The present paper deals with the analysis of behavioural data of the International Multi-centre ADHD Genetics (IMAGE) project. The main focus is on the impact of the multi-centre design and the diagnostic procedure on the homogeneity of the data. Aggregating data from several recruiting centres is an important research strategy in order to enlarge sample sizes and, thus, to increase statistical power which is needed for generalising results, i.e., for achieving a needed level of significance.
The sample size is essential particularly in genetic linkage analyses of complex traits like ADHD when searching for markers contributing only to a small extent to the risk of ADHD [19
]. While statistical power can be enlarged by increasing the sample size, it may be also reduced by factors influencing sample homogeneity by introducing uncontrolled or uncontrollable variance. The following discussion of the results will mainly focus on issues of sample homogeneity.
Despite the identical inclusion criteria (in terms of the numbers of ADHD symptoms) for children of all ages, we found a negative correlation between age and the mean number of hyperactive symptoms in the probands sample: older probands had lower numbers of symptoms than younger probands. At first sight, this could be interpreted as decreasing disease severity with age in our sample.

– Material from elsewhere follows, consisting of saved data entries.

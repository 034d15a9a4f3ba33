//! Vertex-centric backend.
//!
//! A job is a single root `while` loop whose body follows the gather/apply
//! idiom: joins and projections only shape the edge relation, arithmetic
//! before the aggregate rewrites each incoming edge value, the aggregate
//! combines them per vertex, and arithmetic after it rewrites the vertex
//! value.

use std::collections::{HashSet, VecDeque};

use tracing::{debug, info, warn};

use mpcflow_core::config::{Backend, CompilerConfig};
use mpcflow_core::error::{Error, Result};
use mpcflow_core::graph::OperatorGraph;
use mpcflow_core::id::NodeId;
use mpcflow_core::operator::{AggFunc, MathOp, Operator, OperatorKind};
use mpcflow_core::relation::Value;
use mpcflow_core::schema::ColumnType;
use mpcflow_sched::{input_relations_and_paths, validate_references};

use crate::program::{GeneratedProgram, Translator};
use crate::template::{TemplateDict, TemplateExpander};

pub const JOB_TEMPLATE: &str = "JobTemplate.cc";

const EDGE_VAR: &str = "in_edge_val";
const VERTEX_VAR: &str = "ver_val";

#[derive(Debug, Clone, PartialEq, Eq)]
struct VertexProgram {
    pre_group: Vec<String>,
    group: String,
    init: String,
    post_group: Vec<String>,
    vertex_type: &'static str,
    edge_type: &'static str,
    iterations: u32,
    body: Vec<String>,
}

pub struct GraphChiTranslator<'a, T: ?Sized> {
    graph: &'a OperatorGraph,
    config: &'a CompilerConfig,
    templates: &'a T,
}

impl<'a, T: TemplateExpander + ?Sized> GraphChiTranslator<'a, T> {
    pub fn new(graph: &'a OperatorGraph, config: &'a CompilerConfig, templates: &'a T) -> Self {
        Self {
            graph,
            config,
            templates,
        }
    }

    fn analyze(&self) -> Result<VertexProgram> {
        let [root] = self.graph.roots() else {
            let roots: Vec<String> = self
                .graph
                .roots()
                .iter()
                .map(|r| self.graph.node(*r).op().to_string())
                .collect();
            return Err(Error::UnsupportedOperator {
                backend: Backend::GraphChi.name(),
                operator: format!("[{}]", roots.join(", ")),
                reason: "a vertex program needs exactly one root loop".into(),
            });
        };
        let root = self.graph.node(*root);
        let OperatorKind::While { iterations, .. } = &root.op().kind else {
            return Err(unsupported(root.op(), "a vertex program starts at a while loop"));
        };
        if !root.children().is_empty() {
            warn!(root = %root.op(), "operators after the loop are not part of the vertex program");
        }

        let members: Vec<NodeId> = self
            .graph
            .reachable(root.loop_children())
            .into_iter()
            .filter(|id| *id != root.id())
            .collect();
        let after_group = members
            .iter()
            .find(|id| matches!(self.graph.node(**id).op().kind, OperatorKind::Aggregate { .. }))
            .map(|agg| self.downstream_of(*agg, root.id()))
            .unwrap_or_default();

        let mut pre_group = Vec::new();
        let mut post_group = Vec::new();
        let mut aggregate: Option<(AggFunc, ColumnType, ColumnType)> = None;
        let mut body = Vec::new();

        for id in members {
            let op = self.graph.node(id).op();
            match &op.kind {
                OperatorKind::Join { .. } | OperatorKind::Project { .. } => {
                    debug!(op = %op, "structural operator");
                }
                OperatorKind::Math {
                    op: math,
                    left,
                    right,
                } => {
                    if after_group.contains(&id) {
                        post_group.push(math_statement(op, *math, left, right, VERTEX_VAR)?);
                    } else {
                        pre_group.push(math_statement(op, *math, left, right, EDGE_VAR)?);
                    }
                }
                OperatorKind::Aggregate { func, columns, .. } => {
                    if aggregate.is_some() {
                        return Err(unsupported(op, "loop body holds more than one aggregate"));
                    }
                    let [column] = columns.as_slice() else {
                        return Err(unsupported(op, "exactly one aggregated column is required"));
                    };
                    let vertex = op
                        .output
                        .columns()
                        .last()
                        .map(|c| c.ty())
                        .ok_or_else(|| Error::Schema(format!("{op} writes no columns")))?;
                    aggregate = Some((*func, column.ty(), vertex));
                }
                OperatorKind::Select { .. } => {
                    return Err(unsupported(op, "filters have no vertex-program form"))
                }
                OperatorKind::Union => return Err(unsupported(op, "union has no vertex-program form")),
                OperatorKind::While { .. } => return Err(unsupported(op, "nested loops")),
            }
            body.push(op.output_name().to_string());
        }

        let Some((func, edge_ty, vertex_ty)) = aggregate else {
            return Err(unsupported(root.op(), "loop body needs an aggregate"));
        };
        let edge_type = cpp_type(edge_ty)
            .ok_or_else(|| unsupported(root.op(), "edge values must be numeric"))?;
        let vertex_type = cpp_type(vertex_ty)
            .ok_or_else(|| unsupported(root.op(), "vertex values must be numeric"))?;
        let (init, group) = gather(func);

        Ok(VertexProgram {
            pre_group,
            group,
            init,
            post_group,
            vertex_type,
            edge_type,
            iterations: iterations.unwrap_or(self.config.default_iterations),
            body,
        })
    }

    /// Nodes fed by `from` over ordinary edges, not crossing back into `stop`.
    fn downstream_of(&self, from: NodeId, stop: NodeId) -> HashSet<NodeId> {
        let mut seen = HashSet::new();
        let mut queue: VecDeque<NodeId> = self.graph.node(from).children().iter().copied().collect();
        while let Some(id) = queue.pop_front() {
            if id == stop || !seen.insert(id) {
                continue;
            }
            queue.extend(self.graph.node(id).children().iter().copied());
        }
        seen
    }
}

impl<'a, T: TemplateExpander + ?Sized> Translator for GraphChiTranslator<'a, T> {
    fn backend(&self) -> Backend {
        Backend::GraphChi
    }

    fn generate(&self) -> Result<GeneratedProgram> {
        let roots = self.graph.roots();
        if self.config.strict {
            validate_references(self.graph, roots)?;
        }
        let program = self.analyze()?;
        let resolution = input_relations_and_paths(self.graph, roots);
        let edges = resolution
            .inputs
            .first()
            .map(|(rel, _)| rel.name().to_string())
            .ok_or_else(|| Error::Schema("vertex program reads no edge relation".into()))?;
        info!(
            class = %self.config.class_name,
            %edges,
            iterations = program.iterations,
            "generating vertex program"
        );

        let dict = TemplateDict::new()
            .with("CLASS_NAME", self.config.class_name.as_str())
            .with("VERTEX_DATA_TYPE", program.vertex_type)
            .with("EDGE_DATA_TYPE", program.edge_type)
            .with("INIT_VER_VAL", program.init.as_str())
            .with("PRE_GROUP_VERTEX_VAL", program.pre_group.join("\n      "))
            .with("GROUP_VERTEX_VAL", program.group.as_str())
            .with("POST_GROUP_VERTEX_VAL", program.post_group.join("\n    "))
            .with("EDGES_PATH", format!("/{edges}/"))
            .with("N_ITERS", program.iterations.to_string());
        let code = self.templates.expand(JOB_TEMPLATE, &dict)?;

        let outputs = roots
            .iter()
            .map(|r| self.graph.node(*r).op().output_name().to_string())
            .collect();
        Ok(GeneratedProgram {
            code,
            inputs: resolution
                .input_names()
                .into_iter()
                .map(str::to_string)
                .collect(),
            scheduled: program.body,
            outputs,
        })
    }
}

fn math_statement(op: &Operator, math: MathOp, left: &Value, right: &Value, var: &str) -> Result<String> {
    if left.is_constant() && right.is_constant() {
        return Err(Error::MultipleConstants {
            relation: op.output_name().to_string(),
        });
    }
    let render = |v: &Value| match v {
        Value::Column(_) => var.to_string(),
        Value::Constant(text) => text.clone(),
    };
    Ok(format!(
        "{var} = {} {} {};",
        render(left),
        math.symbol(),
        render(right)
    ))
}

/// Initial vertex value and the per-edge combine statement.
fn gather(func: AggFunc) -> (String, String) {
    match func {
        AggFunc::Sum => ("0".into(), format!("{VERTEX_VAR} += {EDGE_VAR};")),
        AggFunc::Count => ("0".into(), format!("{VERTEX_VAR} += 1;")),
        AggFunc::Min => (
            "std::numeric_limits<VertexDataType>::max()".into(),
            format!("{VERTEX_VAR} = std::min({VERTEX_VAR}, {EDGE_VAR});"),
        ),
        AggFunc::Max => (
            "std::numeric_limits<VertexDataType>::lowest()".into(),
            format!("{VERTEX_VAR} = std::max({VERTEX_VAR}, {EDGE_VAR});"),
        ),
    }
}

fn cpp_type(ty: ColumnType) -> Option<&'static str> {
    match ty {
        ColumnType::Int => Some("int"),
        ColumnType::Double => Some("double"),
        ColumnType::Bool => Some("bool"),
        ColumnType::Str => None,
    }
}

fn unsupported(op: &Operator, reason: &str) -> Error {
    Error::UnsupportedOperator {
        backend: Backend::GraphChi.name(),
        operator: op.to_string(),
        reason: reason.to_string(),
    }
}
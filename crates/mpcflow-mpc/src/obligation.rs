//! A pending aggregation and the schema it is tracked against.
//!
//! Downstream operators are written against the post-aggregation relation
//! (`deferred`). While the obligation is open that relation is never
//! materialized; instead every operator it passes is rewritten to run on the
//! pre-aggregation rows (`relation`), and the aggregation is emitted once at
//! the boundary where it must be resolved.

use std::fmt;

use tracing::debug;

use mpcflow_core::error::{Error, Result};
use mpcflow_core::graph::OperatorNode;
use mpcflow_core::id::NodeId;
use mpcflow_core::operator::{AggFunc, IoPaths, Operator, OperatorKind};
use mpcflow_core::relation::{Relation, RelationRef, Value};
use mpcflow_core::schema::{Column, ColumnType};

use crate::rules::{CommutationRules, GroupPreserving};

#[derive(Debug, Clone, PartialEq, Eq)]
pub enum GroupByType {
    /// One group over all rows.
    Global,
    /// Grouped by these columns of the pre-aggregation relation.
    Keyed(Vec<Column>),
}

impl GroupByType {
    pub fn keys(&self) -> &[Column] {
        match self {
            GroupByType::Global => &[],
            GroupByType::Keyed(keys) => keys,
        }
    }
}

/// An operator rewritten to run before the pending aggregation.
#[derive(Debug, Clone, PartialEq)]
pub struct DeferredOperator {
    pub node: NodeId,
    pub operator: Operator,
}

#[derive(Debug, Clone)]
pub struct Obligation {
    origin: NodeId,
    func: AggFunc,
    group_by: GroupByType,
    agg_column: Column,
    relation: RelationRef,
    deferred: RelationRef,
    paths: IoPaths,
}
#![forbid(unsafe_code)]
//! mpcflow-mpc: deferred aggregations for the secure backend.
//!
//! An aggregation in secret-shared computation is expensive, so the emitter
//! may postpone it past downstream operators as long as each of them commutes
//! with the pending aggregation. An [`Obligation`] is that pending
//! aggregation; [`CommutationRules`] decides, operator by operator, whether it
//! can be carried further.
//!
//! Obligations are owned values threaded through one translation pass; they
//! are never shared.

pub mod obligation;
pub mod rules;

pub use obligation::{GroupByType, Obligation};
pub use rules::{CommutationRules, GroupPreserving};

The interpretation of this age effect, however, must take into account the interplay between population characteristics and the diagnostic procedure. Previous studies have shown that age is an important factor moderating the symptoms of ADHD, resulting in a general symptom decline [8
]. This is clearly underlined by normative sample data used in the IMAGE project, e.g., the CTRS [63
]: a six year old girl having a score of thirteen on the CTRS DSM-IV hyperactivity scale deviates two standard deviations from the mean (T = 70), whereas a sixteen years old girl having the same score deviates twice as much, i.e. four standard deviations, from the mean (T = 90). Age effects in inattentive scores of the normative sample are less pronounced, but in the same direction. Thus, many adolescents probably had more hyperactive/impulsive or inattentive symptoms when they were younger.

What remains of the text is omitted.